Update from the Doc

Lisa A.
on 3/14/09 10:31 am
I went in thursday to have the doc check up on my belly button and weight check  and he ended up cutting off a inch of dead skin. Big cause of bad smell was from dead skin in the belly button ewwwwwwwwuuuuuuuuuuu . Was so embaressing. But seems to cut down on the smell alot. We also talked about why I am not losing weight and been at 168 forever So anyway we decided time for another fill .Last fill was in june . I think eating the box of girl scott cookies was a dead give away I needed a tighting aka  fill and I think I am at the end for maxiumn fill. I have 4cc band and have a good 4cc in fill. I was given the smallest bad they make. I am just tiny woman in big woman body, He keeps telling me I am very tiny bones so why not a thin wall stomach to go with it .I just have so much excess skin and can see from my tummy tuck I will still have excess skin. I am still dealing with the issues about my spinal stenosis but no one will touch me with my bleeding issues so I am in search of a nuero surgeon.

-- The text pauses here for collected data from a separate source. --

use std::sync::Arc;
use std::time::Duration;

use thiserror::Error;

pub type Result<T> = std::result::Result<T, StoreError>;

/// Errors surfaced by stores and the discovery engine.
///
/// Cloneable so the same failure can sit inside a `SearchResult` and be
/// rendered by the consumer more than once.
#[derive(Debug, Clone, Error)]
pub enum StoreError {
    #[error("verification of store {store} failed: {reason}")]
    Verification { store: String, reason: String },

    #[error("search in store {store} failed: {reason}")]
    Search { store: String, reason: String },

    #[error("kubeconfig not found for path {path}")]
    NotFound { path: String },

    #[error("failed to fetch kubeconfig for path {path}: {reason}")]
    Fetch { path: String, reason: String },

    #[error("internal fault in store {store}: {reason}")]
    InternalFault { store: String, reason: String },

    #[error("search in store {store} did not finish within {after:?}")]
    Timeout { store: String, after: Duration },

    #[error("configuration error: {0}")]
    Config(String),

    #[error("store kind {0} is not supported in this build")]
    Unsupported(String),

    #[error("request to {url} failed with status {status}")]
    Api { url: String, status: u16 },

    #[error("HTTP error: {0}")]
    Http(Arc<reqwest::Error>),

    #[error("I/O error: {0}")]
    Io(Arc<std::io::Error>),
}

impl StoreError {
    pub fn verification(store: &str, reason: impl ToString) -> Self {
        StoreError::Verification {
            store: store.to_string(),
            reason: reason.to_string(),
        }
    }

    pub fn search(store: &str, reason: impl ToString) -> Self {
        StoreError::Search {
            store: store.to_string(),
            reason: reason.to_string(),
        }
    }

    pub fn not_found(path: &str) -> Self {
        StoreError::NotFound {
            path: path.to_string(),
        }
    }

    pub fn fetch(path: &str, reason: impl ToString) -> Self {
        StoreError::Fetch {
            path: path.to_string(),
            reason: reason.to_string(),
        }
    }

    pub fn is_not_found(&self) -> bool {
        matches!(self, StoreError::NotFound { .. })
    }
}

impl From<reqwest::Error> for StoreError {
    fn from(e: reqwest::Error) -> Self {
        StoreError::Http(Arc::new(e))
    }
}

impl From<std::io::Error> for StoreError {
    fn from(e: std::io::Error) -> Self {
        StoreError::Io(Arc::new(e))
    }
}

impl From<serde_yaml::Error> for StoreError {
    fn from(e: serde_yaml::Error) -> Self {
        StoreError::Config(e.to_string())
    }
}

impl From<serde_json::Error> for StoreError {
    fn from(e: serde_json::Error) -> Self {
        StoreError::Config(e.to_string())
    }
}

I will heading to a hemotologist   @ ucla to see what can be done to find out why I bleeding excessively.  Local doc told me that any small amount of bleeding could be a grave outcome when dealing with   spinal cord or brain u cannot take chance for even a small bleed out,He said tummy tuck  no big deal u can handle excess bleeding. My need to have something done is of big importance as I am slowly losing control of my fingers (i am dropping alot of things and I am showing signs of incontinence numbness in my limbs  and waiting just mean it may not be restored to normal function. Sucks to have that kinda major surgery when u don;t feel that bad but was told just a matter of time it will impair the quility of life if i do not do something about it. I do not want to wear diapers or unable to have use of my hands. They are shocked how well I am doing with the severe spinal stenosis. I am told tho the more weight i get off the better for over all spine. So was a good thing I had the surgery w/o I could have been in wheel chair by now I was just hoping to have a spinal epiderial to bring down the swelling but so much depends if we can get a handle on the bleeding issues. I am not mentally ready for them to fuse my spine and unroof the spinal cord. Hense why I am going to ucla for a second opnion.I am still planning to get a boob job just not sure when that is gonna fit in the skeem of things,
Well I cannot wait tell tommrrow  Weigh in to see what the scale brings. I am rooting to be 166. But I did eat a whole box of girl scout cookies So maybe I should be hoping to be still 168.
4 thin mints = 130 calories and 28 cookies in a box.. I am afraid to do the math on how many calories I ate eating a box of cookies.